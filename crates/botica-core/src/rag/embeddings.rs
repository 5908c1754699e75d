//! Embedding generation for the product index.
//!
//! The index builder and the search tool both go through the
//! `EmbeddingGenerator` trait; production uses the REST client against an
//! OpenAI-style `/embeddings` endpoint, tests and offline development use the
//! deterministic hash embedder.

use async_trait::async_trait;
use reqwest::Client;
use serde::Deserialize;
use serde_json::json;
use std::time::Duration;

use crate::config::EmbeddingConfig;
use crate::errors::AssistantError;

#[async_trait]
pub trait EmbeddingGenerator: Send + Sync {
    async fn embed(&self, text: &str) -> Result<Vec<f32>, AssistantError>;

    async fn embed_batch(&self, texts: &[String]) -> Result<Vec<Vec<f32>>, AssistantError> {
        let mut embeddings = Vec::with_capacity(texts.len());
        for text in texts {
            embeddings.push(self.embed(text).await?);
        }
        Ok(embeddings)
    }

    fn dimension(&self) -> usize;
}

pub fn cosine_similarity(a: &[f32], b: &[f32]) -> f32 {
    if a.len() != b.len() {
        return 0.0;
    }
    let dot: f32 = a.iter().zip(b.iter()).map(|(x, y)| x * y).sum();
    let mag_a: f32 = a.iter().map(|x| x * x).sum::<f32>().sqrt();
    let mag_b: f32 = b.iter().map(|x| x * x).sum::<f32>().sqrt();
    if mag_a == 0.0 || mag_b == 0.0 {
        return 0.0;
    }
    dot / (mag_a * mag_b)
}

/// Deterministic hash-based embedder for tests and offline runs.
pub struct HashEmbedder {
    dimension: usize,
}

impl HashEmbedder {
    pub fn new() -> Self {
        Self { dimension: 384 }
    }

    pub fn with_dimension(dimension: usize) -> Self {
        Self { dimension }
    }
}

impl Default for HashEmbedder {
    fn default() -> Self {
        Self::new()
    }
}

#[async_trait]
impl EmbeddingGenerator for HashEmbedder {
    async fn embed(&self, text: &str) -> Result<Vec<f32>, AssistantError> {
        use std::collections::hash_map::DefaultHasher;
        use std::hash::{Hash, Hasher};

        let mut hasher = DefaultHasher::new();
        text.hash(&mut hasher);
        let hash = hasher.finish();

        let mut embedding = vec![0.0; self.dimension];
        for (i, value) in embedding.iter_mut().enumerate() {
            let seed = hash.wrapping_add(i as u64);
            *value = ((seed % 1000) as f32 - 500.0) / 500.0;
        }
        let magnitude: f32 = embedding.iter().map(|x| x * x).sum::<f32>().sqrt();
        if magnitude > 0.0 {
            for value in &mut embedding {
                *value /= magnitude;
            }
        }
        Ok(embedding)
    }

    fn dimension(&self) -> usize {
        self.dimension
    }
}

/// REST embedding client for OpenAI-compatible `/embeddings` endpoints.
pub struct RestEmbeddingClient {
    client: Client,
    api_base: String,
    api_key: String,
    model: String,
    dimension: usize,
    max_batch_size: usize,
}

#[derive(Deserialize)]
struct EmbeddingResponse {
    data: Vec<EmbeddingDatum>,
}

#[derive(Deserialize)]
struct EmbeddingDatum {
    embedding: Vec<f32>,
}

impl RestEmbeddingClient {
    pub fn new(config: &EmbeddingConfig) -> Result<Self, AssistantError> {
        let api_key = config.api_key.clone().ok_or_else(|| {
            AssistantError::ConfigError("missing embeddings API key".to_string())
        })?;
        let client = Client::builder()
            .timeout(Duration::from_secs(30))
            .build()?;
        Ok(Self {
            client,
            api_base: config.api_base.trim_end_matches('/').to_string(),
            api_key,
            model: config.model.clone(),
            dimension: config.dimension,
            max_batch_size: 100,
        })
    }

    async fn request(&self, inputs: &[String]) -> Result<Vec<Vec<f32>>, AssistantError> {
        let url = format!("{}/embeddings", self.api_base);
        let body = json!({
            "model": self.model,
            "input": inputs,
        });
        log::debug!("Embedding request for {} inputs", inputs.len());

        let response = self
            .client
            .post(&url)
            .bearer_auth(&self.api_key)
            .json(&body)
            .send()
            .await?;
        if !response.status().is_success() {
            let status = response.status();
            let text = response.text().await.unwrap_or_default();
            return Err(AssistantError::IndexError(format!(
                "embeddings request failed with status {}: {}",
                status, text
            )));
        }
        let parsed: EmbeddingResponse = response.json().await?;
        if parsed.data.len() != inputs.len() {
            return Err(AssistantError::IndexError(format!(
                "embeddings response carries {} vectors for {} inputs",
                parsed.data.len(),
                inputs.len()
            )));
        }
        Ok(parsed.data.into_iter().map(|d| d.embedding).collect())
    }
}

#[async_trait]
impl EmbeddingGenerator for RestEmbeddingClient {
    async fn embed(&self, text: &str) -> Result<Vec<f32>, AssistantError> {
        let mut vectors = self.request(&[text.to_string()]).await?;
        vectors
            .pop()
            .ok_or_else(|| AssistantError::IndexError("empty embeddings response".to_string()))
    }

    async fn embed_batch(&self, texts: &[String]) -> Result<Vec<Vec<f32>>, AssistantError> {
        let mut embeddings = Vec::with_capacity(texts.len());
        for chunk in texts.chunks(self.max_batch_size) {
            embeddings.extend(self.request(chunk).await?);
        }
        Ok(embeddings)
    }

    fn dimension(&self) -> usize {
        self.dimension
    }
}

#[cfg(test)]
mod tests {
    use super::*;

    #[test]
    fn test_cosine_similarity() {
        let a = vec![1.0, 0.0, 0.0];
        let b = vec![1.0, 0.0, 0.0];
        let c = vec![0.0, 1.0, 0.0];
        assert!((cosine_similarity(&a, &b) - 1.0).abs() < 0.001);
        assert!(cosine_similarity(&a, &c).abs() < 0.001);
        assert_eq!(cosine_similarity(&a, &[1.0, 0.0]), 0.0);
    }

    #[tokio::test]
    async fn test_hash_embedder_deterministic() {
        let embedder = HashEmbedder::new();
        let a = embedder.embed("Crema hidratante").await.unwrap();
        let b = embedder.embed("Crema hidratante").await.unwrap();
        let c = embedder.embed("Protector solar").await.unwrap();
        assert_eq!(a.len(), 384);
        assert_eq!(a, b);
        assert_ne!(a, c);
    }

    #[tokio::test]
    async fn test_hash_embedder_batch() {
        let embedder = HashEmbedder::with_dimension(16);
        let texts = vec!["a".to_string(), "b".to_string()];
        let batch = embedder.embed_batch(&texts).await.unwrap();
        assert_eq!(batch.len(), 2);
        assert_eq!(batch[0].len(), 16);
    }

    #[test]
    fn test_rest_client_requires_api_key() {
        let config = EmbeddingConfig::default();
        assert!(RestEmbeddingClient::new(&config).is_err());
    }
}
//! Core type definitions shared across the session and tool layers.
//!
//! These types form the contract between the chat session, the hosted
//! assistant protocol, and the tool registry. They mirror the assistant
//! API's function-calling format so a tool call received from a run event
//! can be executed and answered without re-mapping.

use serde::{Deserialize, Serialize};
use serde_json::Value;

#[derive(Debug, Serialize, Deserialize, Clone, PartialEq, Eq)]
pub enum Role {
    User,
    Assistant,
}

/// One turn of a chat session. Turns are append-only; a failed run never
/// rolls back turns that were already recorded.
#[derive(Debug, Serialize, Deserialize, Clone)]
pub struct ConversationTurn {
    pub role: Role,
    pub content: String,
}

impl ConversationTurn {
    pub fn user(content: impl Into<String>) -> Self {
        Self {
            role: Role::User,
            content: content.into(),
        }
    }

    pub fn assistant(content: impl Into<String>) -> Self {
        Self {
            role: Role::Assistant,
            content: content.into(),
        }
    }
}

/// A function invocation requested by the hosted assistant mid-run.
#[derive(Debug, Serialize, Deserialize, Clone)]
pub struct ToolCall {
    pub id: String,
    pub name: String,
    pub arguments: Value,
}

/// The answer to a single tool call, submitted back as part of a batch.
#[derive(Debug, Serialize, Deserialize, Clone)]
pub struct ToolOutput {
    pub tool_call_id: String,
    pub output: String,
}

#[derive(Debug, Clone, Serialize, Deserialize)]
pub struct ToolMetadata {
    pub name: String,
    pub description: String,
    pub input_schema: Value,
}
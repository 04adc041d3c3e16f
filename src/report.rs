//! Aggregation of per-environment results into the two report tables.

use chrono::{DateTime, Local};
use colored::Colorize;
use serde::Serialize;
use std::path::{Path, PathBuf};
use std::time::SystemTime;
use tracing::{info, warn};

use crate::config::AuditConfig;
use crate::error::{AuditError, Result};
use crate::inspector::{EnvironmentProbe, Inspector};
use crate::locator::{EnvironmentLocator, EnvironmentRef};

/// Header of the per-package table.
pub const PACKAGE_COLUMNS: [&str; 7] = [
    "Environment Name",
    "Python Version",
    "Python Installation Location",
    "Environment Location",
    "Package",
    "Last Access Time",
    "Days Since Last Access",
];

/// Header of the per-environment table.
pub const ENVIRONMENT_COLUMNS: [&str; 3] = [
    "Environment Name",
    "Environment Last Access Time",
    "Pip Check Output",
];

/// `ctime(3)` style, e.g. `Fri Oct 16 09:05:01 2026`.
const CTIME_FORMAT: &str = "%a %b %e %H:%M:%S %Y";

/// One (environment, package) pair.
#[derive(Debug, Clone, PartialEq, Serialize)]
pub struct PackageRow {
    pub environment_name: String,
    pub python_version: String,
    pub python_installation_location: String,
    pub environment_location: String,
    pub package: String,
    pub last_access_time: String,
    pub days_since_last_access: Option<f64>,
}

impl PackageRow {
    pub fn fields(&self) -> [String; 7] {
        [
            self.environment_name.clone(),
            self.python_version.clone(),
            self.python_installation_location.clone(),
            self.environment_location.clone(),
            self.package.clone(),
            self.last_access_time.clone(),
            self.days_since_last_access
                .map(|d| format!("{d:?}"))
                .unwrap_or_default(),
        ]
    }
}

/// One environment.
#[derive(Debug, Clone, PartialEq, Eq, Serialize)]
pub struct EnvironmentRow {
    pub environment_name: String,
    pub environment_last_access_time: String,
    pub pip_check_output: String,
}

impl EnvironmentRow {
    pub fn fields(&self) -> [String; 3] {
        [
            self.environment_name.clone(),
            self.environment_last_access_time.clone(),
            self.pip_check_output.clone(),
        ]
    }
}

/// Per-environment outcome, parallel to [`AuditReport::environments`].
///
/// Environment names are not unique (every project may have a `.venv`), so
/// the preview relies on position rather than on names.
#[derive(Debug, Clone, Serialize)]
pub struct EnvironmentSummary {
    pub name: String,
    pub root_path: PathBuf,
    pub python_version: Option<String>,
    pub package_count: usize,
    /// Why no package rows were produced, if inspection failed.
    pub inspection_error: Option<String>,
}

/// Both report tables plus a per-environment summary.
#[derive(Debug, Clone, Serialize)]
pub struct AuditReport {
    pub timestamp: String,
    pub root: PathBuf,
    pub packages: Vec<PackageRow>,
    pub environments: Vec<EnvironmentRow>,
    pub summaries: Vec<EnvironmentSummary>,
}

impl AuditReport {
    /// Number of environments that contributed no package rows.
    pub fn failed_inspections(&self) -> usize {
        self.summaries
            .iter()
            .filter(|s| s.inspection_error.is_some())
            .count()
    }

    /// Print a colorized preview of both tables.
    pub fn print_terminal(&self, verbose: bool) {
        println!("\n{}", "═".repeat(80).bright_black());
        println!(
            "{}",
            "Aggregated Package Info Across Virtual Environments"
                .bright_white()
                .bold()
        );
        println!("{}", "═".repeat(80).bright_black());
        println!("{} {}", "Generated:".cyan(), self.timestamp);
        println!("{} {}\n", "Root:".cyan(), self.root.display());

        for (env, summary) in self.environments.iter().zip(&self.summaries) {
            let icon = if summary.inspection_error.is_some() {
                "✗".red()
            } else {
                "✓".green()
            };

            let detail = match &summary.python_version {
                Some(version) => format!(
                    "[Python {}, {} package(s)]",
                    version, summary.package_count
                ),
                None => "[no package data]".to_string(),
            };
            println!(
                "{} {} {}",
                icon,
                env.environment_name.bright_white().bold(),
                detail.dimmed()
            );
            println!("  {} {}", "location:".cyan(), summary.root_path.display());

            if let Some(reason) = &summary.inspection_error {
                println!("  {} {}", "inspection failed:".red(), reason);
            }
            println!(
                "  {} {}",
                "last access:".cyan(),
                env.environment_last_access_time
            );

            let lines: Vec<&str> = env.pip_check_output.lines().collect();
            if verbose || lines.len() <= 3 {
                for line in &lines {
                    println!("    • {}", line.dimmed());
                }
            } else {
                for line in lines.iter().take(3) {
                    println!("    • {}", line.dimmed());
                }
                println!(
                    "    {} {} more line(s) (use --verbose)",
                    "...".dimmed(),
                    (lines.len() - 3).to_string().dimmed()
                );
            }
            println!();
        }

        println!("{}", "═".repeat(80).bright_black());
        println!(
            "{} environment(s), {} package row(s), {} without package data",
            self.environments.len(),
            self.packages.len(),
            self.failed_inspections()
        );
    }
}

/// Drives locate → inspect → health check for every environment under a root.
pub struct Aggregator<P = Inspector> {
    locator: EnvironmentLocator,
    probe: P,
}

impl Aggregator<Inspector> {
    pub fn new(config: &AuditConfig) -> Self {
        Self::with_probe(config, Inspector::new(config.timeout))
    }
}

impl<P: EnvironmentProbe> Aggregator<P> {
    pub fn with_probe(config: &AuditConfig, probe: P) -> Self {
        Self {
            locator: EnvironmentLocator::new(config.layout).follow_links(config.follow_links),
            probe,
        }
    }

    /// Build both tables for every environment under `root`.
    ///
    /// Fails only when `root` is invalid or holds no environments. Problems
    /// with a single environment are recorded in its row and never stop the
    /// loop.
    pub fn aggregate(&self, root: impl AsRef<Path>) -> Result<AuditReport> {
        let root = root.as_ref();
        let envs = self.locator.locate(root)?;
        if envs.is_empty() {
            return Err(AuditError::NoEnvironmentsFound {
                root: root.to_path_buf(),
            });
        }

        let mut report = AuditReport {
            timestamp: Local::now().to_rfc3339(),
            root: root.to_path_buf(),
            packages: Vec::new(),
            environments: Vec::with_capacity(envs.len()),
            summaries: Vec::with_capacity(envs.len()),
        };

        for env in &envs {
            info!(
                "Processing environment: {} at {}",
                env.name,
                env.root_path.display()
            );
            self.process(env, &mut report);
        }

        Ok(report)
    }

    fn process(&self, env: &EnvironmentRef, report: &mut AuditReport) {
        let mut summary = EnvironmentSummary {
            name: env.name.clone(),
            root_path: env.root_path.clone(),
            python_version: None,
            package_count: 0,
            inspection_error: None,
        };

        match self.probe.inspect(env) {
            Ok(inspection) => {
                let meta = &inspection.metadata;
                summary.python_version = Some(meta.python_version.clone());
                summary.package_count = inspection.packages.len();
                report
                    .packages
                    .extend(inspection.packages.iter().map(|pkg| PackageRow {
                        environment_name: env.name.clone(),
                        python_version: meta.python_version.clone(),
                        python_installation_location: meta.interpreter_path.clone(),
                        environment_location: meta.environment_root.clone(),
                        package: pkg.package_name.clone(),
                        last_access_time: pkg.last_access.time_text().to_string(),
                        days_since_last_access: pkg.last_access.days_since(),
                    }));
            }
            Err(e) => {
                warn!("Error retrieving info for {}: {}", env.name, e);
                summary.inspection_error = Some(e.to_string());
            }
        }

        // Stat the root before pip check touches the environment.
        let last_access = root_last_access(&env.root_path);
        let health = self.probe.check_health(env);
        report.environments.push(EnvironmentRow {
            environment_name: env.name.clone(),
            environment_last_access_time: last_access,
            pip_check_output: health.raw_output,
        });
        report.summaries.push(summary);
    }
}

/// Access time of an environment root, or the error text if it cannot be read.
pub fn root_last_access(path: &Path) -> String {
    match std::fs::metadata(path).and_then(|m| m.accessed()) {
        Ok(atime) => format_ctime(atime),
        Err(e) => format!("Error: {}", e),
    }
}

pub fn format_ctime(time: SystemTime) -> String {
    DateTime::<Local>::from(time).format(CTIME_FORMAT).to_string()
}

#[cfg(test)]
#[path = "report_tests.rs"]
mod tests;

-=-=-

= WORK TO COMPLETE =
Return exactly the line that contains "retrieving info for" and every line after it, through the last line of the records.

= WRITTEN SOLUTION =
                warn!("Error retrieving info for {}: {}", env.name, e);
                summary.inspection_error = Some(e.to_string());
            }
        }

        // Stat the root before pip check touches the environment.
        let last_access = root_last_access(&env.root_path);
        let health = self.probe.check_health(env);
        report.environments.push(EnvironmentRow {
            environment_name: env.name.clone(),
            environment_last_access_time: last_access,
            pip_check_output: health.raw_output,
        });
        report.summaries.push(summary);
    }
}

/// Access time of an environment root, or the error text if it cannot be read.
pub fn root_last_access(path: &Path) -> String {
    match std::fs::metadata(path).and_then(|m| m.accessed()) {
        Ok(atime) => format_ctime(atime),
        Err(e) => format!("Error: {}", e),
    }
}

pub fn format_ctime(time: SystemTime) -> String {
    DateTime::<Local>::from(time).format(CTIME_FORMAT).to_string()
}

#[cfg(test)]
#[path = "report_tests.rs"]
mod tests;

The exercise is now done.